Mercoledì scorso un banchiere turco è stato condannato da un tribunale federale americano per aver preso parte a uno schema da un miliardo di dollari per eludere le sanzioni americane contro l’Iran, un caso che ha svelato un quadro di corruzione ad alto livello in Turchia e accresciuto le tensioni tra gli Stati Uniti e la Turchia.
Il banchiere turco si chiama Mehmet Hakan Atilla e secondo le testimonianze raccolte dalla Corte Federale di Manhattan avrebbe agito con il consenso del Presidente turco Recep Tayyip Erdogan che quindi era perfettamente al corrente di tutta l’operazione.
La condanna del banchiere turco e di altre otto persone, tutte vicinissime ad Erdogan, ha fatto saltare i nervi al Presidente turco che, secondo ricostruzioni di stampa, avrebbe chiamato direttamente il Presidente americano, Donald Trump, per lamentarsi con lui del “complotto” organizzato a suo dire dalla CIA allo scopo di danneggiare la Turchia.
Ad accusare Atilla ed Erdogan c’è la testimonianza schiacciante di Reza Zarrab, un ricco e potente commerciante d’oro turco anche lui imputato nel processo ma che da accusato e diventato accusatore passando al ruolo di teste d’accusa.
Secondo l’accusa Mehmet Hakan Atilla, vicedirettore generale per il settore bancario internazionale presso Halkbank, una banca statale turca, ha aiutato l’Iran a eludere le sanzioni e ad entrare in possesso di miliardi di dollari provenienti dalla vendita di petrolio che erano detenuti dalla Halkbank.
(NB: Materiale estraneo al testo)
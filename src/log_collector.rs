//! Decoupled, non-blocking log persistence for the desktop client.
//!
//! ```text
//! log::info!() / warn!() / ...
//!     |
//! [LogCollector]  (implements log::Log, never blocks the UI thread)
//!     | (crossbeam unbounded channel)
//!     v
//! [disk writer thread]  ->  logs/<YYYYmmdd_HHMMSS>_scancam.log
//! ```
//!
//! The writer is a plain OS thread so it keeps draining regardless of which
//! tokio worker (or the egui main thread) produced the record.

use chrono::Local;
use crossbeam_channel::{unbounded, Sender};
use log::{Level, LevelFilter, Log, Metadata, Record};
use std::fs::{File, OpenOptions};
use std::io::Write;
use std::path::{Path, PathBuf};

/// Internal log line or special marker
enum LogMessage {
    /// Regular log line
    Line(LogLine),
    /// Flush marker with channel sender to signal completion
    Flush(std::sync::mpsc::Sender<()>),
}

/// Get the global logs path relative to the current working directory: ./logs
pub fn get_global_logs_path() -> Result<PathBuf, String> {
    let cwd = std::env::current_dir()
        .map_err(|e| format!("Failed to get current working directory: {}", e))?;
    Ok(cwd.join("logs"))
}

/// Ensure the global logs directory exists
pub fn ensure_logs_dir_exists(log_dir: &Path) -> Result<(), String> {
    std::fs::create_dir_all(log_dir)
        .map_err(|e| format!("Failed to create logs directory: {}", e))
}

/// A log line with metadata
#[derive(Clone, Debug)]
pub struct LogLine {
    pub message: String,
    pub level: Level,
    /// `HH:MM:SS.mmm`
    pub timestamp: String,
}

impl LogLine {
    pub fn new(level: Level, message: String) -> Self {
        LogLine {
            message,
            level,
            timestamp: Local::now().format("%H:%M:%S%.3f").to_string(),
        }
    }

    /// `[HH:MM:SS.mmm] [LEVEL] message`
    pub fn format(&self) -> String {
        format!("[{}] [{}] {}", self.timestamp, self.level, self.message)
    }
}

/// Logger that hands every record to a background disk writer
#[derive(Clone)]
pub struct LogCollector {
    /// crossbeam unbounded: sending never blocks and works from any thread
    tx: Sender<LogMessage>,
    log_path: PathBuf,
    level: LevelFilter,
}

impl LogCollector {
    /// Create the session log file under `log_dir` and start the writer thread
    pub fn new(log_dir: PathBuf, level: LevelFilter) -> Result<Self, String> {
        ensure_logs_dir_exists(&log_dir)?;

        let timestamp = Local::now().format("%Y%m%d_%H%M%S");
        let log_path = log_dir.join(format!("{}_scancam.log", timestamp));
        let file = OpenOptions::new()
            .create(true)
            .append(true)
            .open(&log_path)
            .map_err(|e| format!("Failed to open log file {}: {}", log_path.display(), e))?;

        let (tx, rx) = unbounded::<LogMessage>();

        std::thread::spawn(move || {
            let mut file: File = file;
            while let Ok(msg) = rx.recv() {
                match msg {
                    LogMessage::Line(line) => {
                        let formatted = format!("{}\n", line.format());
                        let _ = file.write_all(formatted.as_bytes());
                    }
                    LogMessage::Flush(done) => {
                        let _ = file.flush();
                        let _ = done.send(());
                    }
                }
            }
            let _ = file.flush();
            eprintln!("[Log] Disk writer thread shutting down");
        });

        Ok(LogCollector { tx, log_path, level })
    }

    /// Path of the file this session writes to
    pub fn log_path(&self) -> &Path {
        &self.log_path
    }

    /// Send a log line (non-blocking, cannot fail)
    pub fn log_line(&self, line: LogLine) {
        let _ = self.tx.send(LogMessage::Line(line));
    }

    /// Send a plain info message
    pub fn log_str(&self, message: impl Into<String>) {
        self.log_line(LogLine::new(Level::Info, message.into()));
    }

    /// Wait until every line sent before this call has reached the file.
    ///
    /// Uses a flush marker travelling through the same channel, so ordering
    /// is guaranteed.
    pub async fn wait_for_empty(&self) -> Result<(), String> {
        let (tx, rx) = std::sync::mpsc::channel::<()>();
        self.tx
            .send(LogMessage::Flush(tx))
            .map_err(|e| format!("Failed to send flush marker: {}", e))?;
        rx.recv()
            .map_err(|e| format!("Flush signal interrupted: {}", e))?;
        Ok(())
    }
}

/// Wires all `log::info!()`, `log::warn!()`, ... calls into the collector
impl Log for LogCollector {
    fn enabled(&self, metadata: &Metadata) -> bool {
        metadata.level() <= self.level
    }

    fn log(&self, record: &Record) {
        if !self.enabled(record.metadata()) {
            return;
        }
        let line = LogLine::new(record.level(), record.args().to_string());
        // Problems should be visible on the console too
        if record.level() <= Level::Warn {
            eprintln!("{}", line.format());
        }
        self.log_line(line);
    }

    fn flush(&self) {}
}

#[cfg(test)]
mod tests {
    use super::*;
    use std::fs;

    #[tokio::test]
    async fn test_log_collector_creates_file() {
        let dir = tempfile::tempdir().unwrap();
        let collector = LogCollector::new(dir.path().join("logs"), LevelFilter::Info).unwrap();

        assert!(collector.log_path().exists());
        assert!(collector
            .log_path()
            .file_name()
            .unwrap()
            .to_string_lossy()
            .ends_with("_scancam.log"));
    }

    #[tokio::test]
    async fn test_lines_persisted_after_flush() {
        let dir = tempfile::tempdir().unwrap();
        let collector = LogCollector::new(dir.path().to_path_buf(), LevelFilter::Info).unwrap();

        for i in 0..500 {
            collector.log_str(format!("Log message {}", i));
        }
        collector.wait_for_empty().await.unwrap();

        let content = fs::read_to_string(collector.log_path()).unwrap();
        assert_eq!(content.lines().count(), 500);
        assert!(content.contains("[INFO] Log message 499"));
    }

    #[test]
    fn test_level_filter() {
        let dir = tempfile::tempdir().unwrap();
        let collector = LogCollector::new(dir.path().to_path_buf(), LevelFilter::Info).unwrap();

        let debug = Metadata::builder().level(Level::Debug).build();
        let warn = Metadata::builder().level(Level::Warn).build();
        assert!(!collector.enabled(&debug));
        assert!(collector.enabled(&warn));
    }
}
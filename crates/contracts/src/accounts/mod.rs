//! Smart accounts the user operations are sent from

mod safe;
mod simple;

use crate::error::AccountError;
use async_trait::async_trait;
use ethers::types::{Address, Bytes, U256};
pub use safe::{encode_multi_send_tx, SafeAccount, SafeAddresses};
pub use simple::{encode_create_account, encode_execute, SimpleAccount};
use uorun_primitives::{pack_init_code, EntryPointVersion, UserOperation};

/// Smart account: counterfactual address, call data encoding and user operation signing
#[async_trait]
pub trait SmartAccount: Send + Sync {
    fn entry_point_version(&self) -> EntryPointVersion;

    fn entry_point(&self) -> Address {
        self.entry_point_version().address()
    }

    /// Address of the owner (signer) of the account
    fn owner(&self) -> Address;

    /// Factory and calldata deploying the account
    fn factory_and_data(&self) -> (Address, Bytes);

    /// `factory ‖ factoryData`
    fn init_code(&self) -> Bytes {
        let (factory, data) = self.factory_and_data();
        pack_init_code(Some(factory), &data)
    }

    /// Counterfactual address of the account
    async fn address(&self) -> Result<Address, AccountError>;

    /// Call data executing a call from the account
    fn encode_call_data(&self, to: Address, value: U256, data: Bytes) -> Bytes;

    /// Signature of the right shape so the account doesn't revert during estimation
    fn dummy_signature(&self) -> Bytes;

    async fn sign_user_operation(
        &self,
        uo: &UserOperation,
        chain_id: u64,
    ) -> Result<Bytes, AccountError>;
}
Per farlo si sarebbe avvalso del supporto dei più alti livelli del Governo turco. A ricostruire il tutto con una testimonianza fiume durata sette giorni è stato proprio Reza Zarrab che ha descritto con dovizia di particolari le operazioni illecite basate su documenti falsi e decine di compagnie di facciata. Zarrab ha testimoniato che a supportare tutta le operazioni vi erano altissimi funzionari del governo turco, di quello iraniano e le più alte cariche della banca turca. Ma il colpo decisivo ad Erdogan è stata la parte della testimonianza secondo la quale nel 2012, quando cioè Erdogan era Primo Ministro, avrebbe ordinato a due banche turche di prendere parte alla operazione volta ad eludere le sanzioni americane. E’ la prima volta che il Presidente turco viene chiamato direttamente in causa in questo gravissimo fatto criminoso.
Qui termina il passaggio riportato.